In the records, find each line where "collections" occurs, and copy it.
[Records provided Boundary: Start]
//! CPU-side flat vertex buffers produced by the triangulator.

/// Per-object attribute arrays, one value stream per attribute: positions
/// and normals with a stride of 3, UVs with a stride of 2. Values are in
/// object space, triangle-ordered, ready for vertex-buffer upload.
#[derive(Clone, Debug, Default, PartialEq)]
pub struct MeshBuffers {
    pub positions: Vec<f32>,
    pub uvs: Vec<f32>,
    pub normals: Vec<f32>,
}

impl MeshBuffers {
    pub fn vertex_count(&self) -> usize {
        self.positions.len() / 3
    }

    pub fn triangle_count(&self) -> usize {
        self.vertex_count() / 3
    }

    /// Returns `true` when the three streams describe the same non-empty
    /// set of whole triangles.
    pub fn is_valid(&self) -> bool {
        !self.positions.is_empty()
            && self.positions.len() % 9 == 0
            && self.normals.len() == self.positions.len()
            && self.uvs.len() / 2 == self.positions.len() / 3
    }

    /// Raw bytes of the position stream for buffer upload.
    pub fn position_bytes(&self) -> &[u8] {
        bytemuck::cast_slice(&self.positions)
    }

    /// Raw bytes of the UV stream for buffer upload.
    pub fn uv_bytes(&self) -> &[u8] {
        bytemuck::cast_slice(&self.uvs)
    }

    /// Raw bytes of the normal stream for buffer upload.
    pub fn normal_bytes(&self) -> &[u8] {
        bytemuck::cast_slice(&self.normals)
    }
}

#[cfg(test)]
mod tests {
    use super::*;

    fn one_triangle() -> MeshBuffers {
        MeshBuffers {
            positions: vec![0.0; 9],
            uvs: vec![0.0; 6],
            normals: vec![0.0; 9],
        }
    }

    #[test]
    fn counts_and_validity() {
        let buffers = one_triangle();
        assert_eq!(buffers.vertex_count(), 3);
        assert_eq!(buffers.triangle_count(), 1);
        assert!(buffers.is_valid());
        assert!(!MeshBuffers::default().is_valid());
    }

    #[test]
    fn mismatched_streams_are_invalid() {
        let mut buffers = one_triangle();
        buffers.uvs.pop();
        assert!(!buffers.is_valid());
    }

    #[test]
    fn byte_views_cover_all_values() {
        let buffers = one_triangle();
        assert_eq!(buffers.position_bytes().len(), 9 * 4);
        assert_eq!(buffers.uv_bytes().len(), 6 * 4);
        assert_eq!(buffers.normal_bytes().len(), 9 * 4);
    }
}
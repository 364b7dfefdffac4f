//! Asset loading/parsers for OBJ scenes.
//! L1: line scanners + OBJ/MTL tokenizers.
//! L2: geometry/material parsers, fan triangulation, flat vertex buffers.
//! L3: load orchestrator with material resolution and sequential texture slots.

pub mod loader;
pub mod mesh;
pub mod mtl;
pub mod obj;
pub mod scan;
pub mod source;
pub mod texture;

pub use loader::{DEFAULT_MATERIAL, Model, load_model};
pub use mesh::MeshBuffers;
pub use mtl::{MtlFile, MtlMaterial, PendingTexture};
pub use obj::{ObjFile, ObjScene};
pub use source::{AssetSource, FsSource};
pub use texture::{ImageTextureLoader, SlotAllocator, TextureData, TextureHandle, TextureLoader};
//! Load orchestrator: drives the geometry parse, material resolution and
//! texture loading end to end and hands back render-ready models.

use std::collections::HashMap;
use std::path::Path;

use anyhow::{Context, Result};

use crate::mesh::MeshBuffers;
use crate::mtl::MtlMaterial;
use crate::obj::{ObjFile, ObjScene};
use crate::source::AssetSource;
use crate::texture::TextureLoader;

/// Name of the material substituted when an object's `usemtl` name is
/// absent from the merged material set.
pub const DEFAULT_MATERIAL: &str = "default";

/// One renderable object: flat buffers paired with its resolved material.
/// A multi-object file loads as the first object with the rest attached as
/// children (a grouping convention, not a transform hierarchy).
#[derive(Clone, Debug)]
pub struct Model {
    pub name: String,
    pub material: MtlMaterial,
    pub buffers: MeshBuffers,
    pub children: Vec<Model>,
}

impl Model {
    /// This model plus all children.
    pub fn count(&self) -> usize {
        1 + self.children.len()
    }
}

/// Load `file` from `dir`: parse the geometry, resolve its material
/// libraries, request every referenced texture and pair each object with
/// its material. Any I/O or decode failure aborts the whole load.
pub fn load_model<S, T>(source: &S, textures: &mut T, dir: impl AsRef<Path>, file: &str) -> Result<Model>
where
    S: AssetSource + ?Sized,
    T: TextureLoader + ?Sized,
{
    let base_dir = dir.as_ref();
    let path = base_dir.join(file);
    log::info!("Loading OBJ scene from {}", path.display());

    let text = source
        .fetch_text(&path)
        .with_context(|| format!("Failed to fetch geometry file {}", path.display()))?;
    let mut obj = ObjFile::new(base_dir);
    obj.parse_lines(&text)
        .with_context(|| format!("Failed to parse geometry file {}", path.display()))?;
    let ObjScene {
        meshes,
        mut material_files,
    } = obj.into_scene(source)?;

    // Texture loads stay sequential, in file-encounter then enqueue order:
    // slot ids are one monotonic sequence per session and must come out the
    // same on every run.
    for mtl in &mut material_files {
        for pending in mtl.drain_pending_textures() {
            let handle = textures
                .load_texture(&pending.name, &pending.path)
                .with_context(|| format!("Failed to load texture {}", pending.path.display()))?;
            log::info!("Texture '{}' bound to slot {}", handle.name, handle.slot);
        }
    }

    // Merged material set; a name declared in a later library wins.
    let mut materials: HashMap<&str, &MtlMaterial> = HashMap::new();
    for mtl in &material_files {
        for mat in mtl.materials() {
            materials.insert(mat.name.as_str(), mat);
        }
    }

    let fallback = MtlMaterial::new(DEFAULT_MATERIAL);
    let mut models: Vec<Model> = meshes
        .into_iter()
        .map(|mesh| {
            let material = mesh
                .material
                .as_deref()
                .and_then(|name| materials.get(name).copied())
                .unwrap_or(&fallback)
                .clone();
            Model {
                name: mesh.name,
                material,
                buffers: mesh.buffers,
                children: Vec::new(),
            }
        })
        .collect();

    if models.is_empty() {
        anyhow::bail!("Geometry file {} contained no objects", path.display());
    }
    let mut root = models.remove(0);
    root.children = models;
    log::info!(
        "Loaded '{}': {} model(s), {} triangle(s) in root",
        root.name,
        root.count(),
        root.buffers.triangle_count()
    );
    Ok(root)
}

#[cfg(test)]
mod tests {
    use super::*;
    use crate::texture::TextureHandle;
    use std::collections::HashMap;
    use std::path::PathBuf;

    struct MapSource(HashMap<PathBuf, String>);

    impl MapSource {
        fn new(entries: &[(&str, &str)]) -> Self {
            Self(
                entries
                    .iter()
                    .map(|(path, text)| (PathBuf::from(path), text.to_string()))
                    .collect(),
            )
        }
    }

    impl AssetSource for MapSource {
        fn fetch_text(&self, path: &Path) -> Result<String> {
            self.0
                .get(path)
                .cloned()
                .with_context(|| format!("no such asset: {}", path.display()))
        }
    }

    /// Records requests instead of decoding files; slots still come from a
    /// real allocator.
    #[derive(Default)]
    struct RecordingLoader {
        slots: crate::texture::SlotAllocator,
        requests: Vec<(String, PathBuf, u32)>,
    }

    impl TextureLoader for RecordingLoader {
        fn load_texture(&mut self, name: &str, path: &Path) -> Result<TextureHandle> {
            let slot = self.slots.allocate();
            self.requests.push((name.to_string(), path.to_path_buf(), slot));
            Ok(TextureHandle {
                name: name.to_string(),
                slot,
            })
        }
    }

    const TWO_OBJECTS: &str = "\
mtllib scene.mtl
o First
v 0 0 0
v 1 0 0
v 0 1 0
usemtl Red
f 1 2 3
o Second
v 0 0 1
f 2 3 4
";

    const SCENE_MTL: &str = "\
newmtl Red
Kd 1 0 0
map_Kd red.png
newmtl Blue
Kd 0 0 1
map_Kd blue.png
";

    #[test]
    fn two_objects_group_as_root_and_child() {
        let source = MapSource::new(&[
            ("assets/scene.obj", TWO_OBJECTS),
            ("assets/scene.mtl", SCENE_MTL),
        ]);
        let mut textures = RecordingLoader::default();
        let root = load_model(&source, &mut textures, "assets", "scene.obj").unwrap();

        assert_eq!(root.name, "First");
        assert_eq!(root.children.len(), 1);
        assert_eq!(root.children[0].name, "Second");
        assert_eq!(root.material.name, "Red");
        assert!(root.buffers.is_valid());
    }

    #[test]
    fn single_object_loads_standalone() {
        let source = MapSource::new(&[(
            "assets/tri.obj",
            "o Only\nv 0 0 0\nv 1 0 0\nv 0 1 0\nf 1 2 3\n",
        )]);
        let mut textures = RecordingLoader::default();
        let root = load_model(&source, &mut textures, "assets", "tri.obj").unwrap();
        assert!(root.children.is_empty());
        assert_eq!(root.count(), 1);
    }

    #[test]
    fn unknown_material_falls_back_to_default() {
        let source = MapSource::new(&[(
            "assets/tri.obj",
            "o Only\nusemtl Missing\nv 0 0 0\nv 1 0 0\nv 0 1 0\nf 1 2 3\n",
        )]);
        let mut textures = RecordingLoader::default();
        let root = load_model(&source, &mut textures, "assets", "tri.obj").unwrap();
        assert_eq!(root.material.name, DEFAULT_MATERIAL);
        assert_eq!(root.material.opacity, 1.0);
    }

    #[test]
    fn textures_load_in_encounter_order_with_increasing_slots() {
        let source = MapSource::new(&[
            ("assets/scene.obj", TWO_OBJECTS),
            ("assets/scene.mtl", SCENE_MTL),
        ]);
        let mut textures = RecordingLoader::default();
        load_model(&source, &mut textures, "assets", "scene.obj").unwrap();

        let names: Vec<&str> = textures.requests.iter().map(|(n, _, _)| n.as_str()).collect();
        assert_eq!(names, ["red", "blue"]);
        assert_eq!(textures.requests[0].1, Path::new("assets/red.png"));
        // Slot ids mirror request order exactly.
        assert_eq!(textures.requests[0].2, 0);
        assert_eq!(textures.requests[1].2, 1);
    }

    #[test]
    fn texture_order_spans_material_files() {
        let source = MapSource::new(&[
            (
                "assets/multi.obj",
                "mtllib a.mtl\nmtllib b.mtl\no O\nv 0 0 0\nv 1 0 0\nv 0 1 0\nf 1 2 3\n",
            ),
            ("assets/a.mtl", "newmtl A\nmap_Kd first.png\n"),
            ("assets/b.mtl", "newmtl B\nmap_Kd second.png\n"),
        ]);
        let mut textures = RecordingLoader::default();
        load_model(&source, &mut textures, "assets", "multi.obj").unwrap();
        let names: Vec<&str> = textures.requests.iter().map(|(n, _, _)| n.as_str()).collect();
        assert_eq!(names, ["first", "second"]);
    }

    #[test]
    fn parse_failure_aborts_without_models() {
        let source = MapSource::new(&[("assets/bad.obj", "o A\nv 1.2.3 0 0\n")]);
        let mut textures = RecordingLoader::default();
        let err = load_model(&source, &mut textures, "assets", "bad.obj").unwrap_err();
        assert!(format!("{err:#}").contains("bad.obj"));
        assert!(textures.requests.is_empty());
    }

    #[test]
    fn empty_geometry_is_an_error() {
        let source = MapSource::new(&[("assets/empty.obj", "# nothing here\n")]);
        let mut textures = RecordingLoader::default();
        assert!(load_model(&source, &mut textures, "assets", "empty.obj").is_err());
    }
}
[Records provided Boundary: End]
Result for this exercise
use std::collections::HashMap;
    use std::collections::HashMap;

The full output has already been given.